Cuttlefish Stew with Spring Onions in Fresh Tomato Sauce
Prep time
Cook time
Total time
A fantastic recipe for cuttlefish stew with spring onions in a tomato sauce. A priceless fisherman’s secret!
Author: Socratis
Recipe type: Main
Cuisine: Greek
Serves: 4
Ingredients
1 kg (35 oz) cuttlefish cut in small chunks (~ 2 inches long).
2-3 sweet and ripe tomatoes.
~ 30 spring onions cut in large pieces (together with the green parts).
1 onion coarsely chopped.
1 tablespoon tomato paste.
A generous pinch of oregano.
1 teaspoon of paprika.
½ cup of extra virgin olive oil (maybe a bit more).
½ cup of white wine.
1 teaspoon of salt, 1 teaspoon of pepper.
Instructions
Add the olive oil in a large pot on medium heat and start cooking the onion until it starts getting soft.

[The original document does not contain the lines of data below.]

//! Ordered key-value store recording cache-entry expiry times.

use std::collections::BTreeMap;
use std::fs;
use std::io::Write;
use std::path::{Path, PathBuf};
use std::sync::Mutex;

use common::EngineError;

use crate::lock;

pub trait BookkeepingStore: Send + Sync {
    fn put(&self, key: &str, value: &str) -> Result<(), EngineError>;

    fn remove(&self, key: &str) -> Result<(), EngineError>;

    /// All entries whose key starts with `prefix`, in key order
    fn scan_by_prefix(&self, prefix: &str) -> Result<Vec<(String, String)>, EngineError>;

    fn clear(&self) -> Result<(), EngineError>;
}

fn scan(map: &BTreeMap<String, String>, prefix: &str) -> Vec<(String, String)> {
    map.range(prefix.to_string()..)
        .take_while(|(k, _)| k.starts_with(prefix))
        .map(|(k, v)| (k.clone(), v.clone()))
        .collect()
}

/// In-memory store
#[derive(Debug, Default)]
pub struct MemoryStore {
    entries: Mutex<BTreeMap<String, String>>,
}

impl MemoryStore {
    pub fn new() -> Self {
        Self::default()
    }

    pub fn len(&self) -> usize {
        lock!(self.entries).len()
    }

    pub fn is_empty(&self) -> bool {
        self.len() == 0
    }
}

impl BookkeepingStore for MemoryStore {
    fn put(&self, key: &str, value: &str) -> Result<(), EngineError> {
        lock!(self.entries).insert(key.to_string(), value.to_string());
        Ok(())
    }

    fn remove(&self, key: &str) -> Result<(), EngineError> {
        lock!(self.entries).remove(key);
        Ok(())
    }

    fn scan_by_prefix(&self, prefix: &str) -> Result<Vec<(String, String)>, EngineError> {
        Ok(scan(&lock!(self.entries), prefix))
    }

    fn clear(&self) -> Result<(), EngineError> {
        lock!(self.entries).clear();
        Ok(())
    }
}

/// JSON file store, rewritten atomically on every change
#[derive(Debug)]
pub struct JsonFileStore {
    path: PathBuf,
    entries: Mutex<BTreeMap<String, String>>,
}

impl JsonFileStore {
    /// Open `path`, starting empty if it is missing or unreadable
    pub fn open(path: impl Into<PathBuf>) -> Result<Self, EngineError> {
        let path = path.into();
        let entries = match fs::read_to_string(&path) {
            Ok(contents) => serde_json::from_str(&contents).unwrap_or_else(|e| {
                log::warn!(
                    "Discarding unreadable cache bookkeeping {}: {}",
                    path.display(),
                    e
                );
                BTreeMap::new()
            }),
            Err(e) if e.kind() == std::io::ErrorKind::NotFound => BTreeMap::new(),
            Err(e) => return Err(e.into()),
        };

        Ok(Self {
            path,
            entries: Mutex::new(entries),
        })
    }

    pub fn path(&self) -> &Path {
        &self.path
    }

    fn persist(&self, entries: &BTreeMap<String, String>) -> Result<(), EngineError> {
        let dir = self
            .path
            .parent()
            .ok_or_else(|| EngineError::Io(format!("{} has no parent", self.path.display())))?;
        fs::create_dir_all(dir)?;

        let mut tmp = tempfile::NamedTempFile::new_in(dir)?;
        tmp.write_all(serde_json::to_string(entries)?.as_bytes())?;
        tmp.persist(&self.path).map_err(|e| EngineError::Io(e.to_string()))?;
        Ok(())
    }
}

impl BookkeepingStore for JsonFileStore {
    fn put(&self, key: &str, value: &str) -> Result<(), EngineError> {
        let mut entries = lock!(self.entries);
        entries.insert(key.to_string(), value.to_string());
        self.persist(&entries)
    }

    fn remove(&self, key: &str) -> Result<(), EngineError> {
        let mut entries = lock!(self.entries);
        if entries.remove(key).is_some() {
            self.persist(&entries)?;
        }
        Ok(())
    }

    fn scan_by_prefix(&self, prefix: &str) -> Result<Vec<(String, String)>, EngineError> {
        Ok(scan(&lock!(self.entries), prefix))
    }

    fn clear(&self) -> Result<(), EngineError> {
        let mut entries = lock!(self.entries);
        entries.clear();
        self.persist(&entries)
    }
}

Add the cuttlefish pieces. Use a wooden spoon to stir from time to time. Let the cuttlefish release its juices, ~ 15 minutes.

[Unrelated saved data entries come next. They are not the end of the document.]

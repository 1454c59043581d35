mod ipc_server;
mod preview;

use anyhow::Result;
use std::collections::HashMap;
use std::sync::Arc;
use std::time::Duration;
use tokio::sync::Mutex;

use engine::resource_monitor::{ResourceMonitor, ResourceStats};
use engine::{Engine, EngineConfig, FreezeGuard, GifBackend, LocalFiles};

#[tokio::main]
async fn main() -> Result<()> {
    // Config first so its log level can seed the filter; report errors once logging is up
    let (config, load_error) = match EngineConfig::load() {
        Ok(cfg) => (cfg, None),
        Err(e) => (EngineConfig::default(), Some(e)),
    };

    env_logger::Builder::from_env(
        env_logger::Env::default().default_filter_or(config.general.log_level.as_str()),
    )
    .init();

    log::info!(
        "Starting animation playback host v{}",
        env!("CARGO_PKG_VERSION")
    );

    match load_error {
        Some(e) => {
            log::warn!("Failed to load config: {:#}. Using defaults.", e);
            if let Ok(path) = EngineConfig::default_config_path() {
                log::info!("Config is read from {}", path.display());
            }
        }
        None => {
            log::info!("✓ Configuration loaded successfully");
            log::info!("  Decoder settings:");
            log::info!(
                "    - Threads: {} general, {} compact, {} vector",
                config.decoder.general_threads,
                config.decoder.compact_threads,
                config.decoder.vector_threads
            );
            log::info!(
                "    - Frame ring: {} buffers, {} filled at start",
                config.decoder.ring_capacity,
                config.decoder.initial_filled
            );
            log::info!("  Playback settings:");
            log::info!(
                "    - Refresh rate: {}Hz (cap {}fps, optimized {}fps)",
                config.playback.display_refresh_rate,
                config.playback.max_frame_rate,
                config.playback.optimized_frame_rate
            );
            log::info!("    - Performance mode: {}", config.playback.performance_mode);
            if config.cache.enabled {
                log::info!("  Frame cache:");
                log::info!(
                    "    - TTL: {}s, {} entries per group",
                    config.cache.ttl_secs,
                    config.cache.max_entries
                );
            } else {
                log::info!("  Frame cache: disabled");
            }
        }
    }

    let files = Arc::new(LocalFiles::new());
    let monitor = ResourceMonitor::new(config.playback.mode(), config.playback.auto_battery_mode);
    let engine = Arc::new(Engine::start(config, Arc::new(GifBackend), files.clone())?);

    let state = Arc::new(Mutex::new(DaemonState::new(engine, files, monitor)));

    // Start IPC server
    let ipc_state = state.clone();
    let ipc_handle = tokio::spawn(async move {
        if let Err(e) = ipc_server::start(ipc_state).await {
            log::error!("IPC server error: {}", e);
        }
    });

    // Sample resources and follow battery-driven mode changes
    let monitor_state = state.clone();
    tokio::spawn(async move {
        let mut interval = tokio::time::interval(Duration::from_secs(1));
        loop {
            interval.tick().await;
            let mut state = monitor_state.lock().await;
            if state.should_exit {
                break;
            }
            if !state.monitor.should_check() {
                continue;
            }

            let before = state.monitor.mode();
            match state.monitor.update() {
                Ok(stats) => state.resource_stats = Some(stats),
                Err(e) => log::warn!("Failed to sample resources: {}", e),
            }
            let after = state.monitor.mode();
            if before != after {
                state.engine.set_performance_mode(after);
            }
        }
    });

    // Set up signal handlers
    let signal_state = state.clone();
    tokio::spawn(async move {
        use tokio::signal::unix::{SignalKind, signal};

        let (mut sigterm, mut sigint) = match (
            signal(SignalKind::terminate()),
            signal(SignalKind::interrupt()),
        ) {
            (Ok(term), Ok(int)) => (term, int),
            (Err(e), _) | (_, Err(e)) => {
                log::error!("Failed to set up signal handlers: {}", e);
                return;
            }
        };

        tokio::select! {
            _ = sigterm.recv() => {
                log::info!("Received SIGTERM, shutting down...");
            }
            _ = sigint.recv() => {
                log::info!("Received SIGINT, shutting down...");
            }
        }

        signal_state.lock().await.should_exit = true;
    });

    if let Err(e) = ipc_handle.await {
        log::error!("IPC server task failed: {}", e);
    }

    let (engine, previews, freezes) = {
        let mut state = state.lock().await;
        state.should_exit = true;
        (
            state.engine.clone(),
            std::mem::take(&mut state.previews),
            std::mem::take(&mut state.freezes),
        )
    };

    tokio::task::spawn_blocking(move || {
        for (_, preview) in previews {
            preview.stop();
        }
        drop(freezes);
        engine.shutdown();
    })
    .await?;

    log::info!("Daemon shutting down");
    Ok(())
}

/// Shared daemon state
pub struct DaemonState {
    pub should_exit: bool,
    pub engine: Arc<Engine>,
    pub files: Arc<LocalFiles>,
    pub previews: HashMap<u64, preview::Preview>,
    /// Global freezes held on behalf of IPC clients
    pub freezes: Vec<FreezeGuard>,
    pub monitor: ResourceMonitor,
    pub resource_stats: Option<ResourceStats>,
    next_file_id: u64,
}

impl DaemonState {
    fn new(engine: Arc<Engine>, files: Arc<LocalFiles>, monitor: ResourceMonitor) -> Self {
        Self {
            should_exit: false,
            engine,
            files,
            previews: HashMap::new(),
            freezes: Vec::new(),
            monitor,
            resource_stats: None,
            next_file_id: 1,
        }
    }

    /// Fresh id for a file played through IPC, also used as the preview id
    pub fn allocate_file_id(&mut self) -> u64 {
        let id = self.next_file_id;
        self.next_file_id += 1;
        id
    }
}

Add the wine, stir well and let the alcohol evaporate, ~ 5 minutes.
Use a blender and create a smooth paste from the fresh tomatoes.
Reduce the heat to low. Add the fresh tomato paste, 1 cup of water, paprika, oregano, concentrated tomato paste, salt and pepper. Stir well, cover the pot and let it cook for ~ 1 hour.
Try the cuttlefish to check if it’s cooked enough (it should melt in your mouth). If not, add a bit of water, stir well and continue cooking for some more.
Add the spring onions, stir well and let them cook until they get soft and easy to eat (~ 15 minutes).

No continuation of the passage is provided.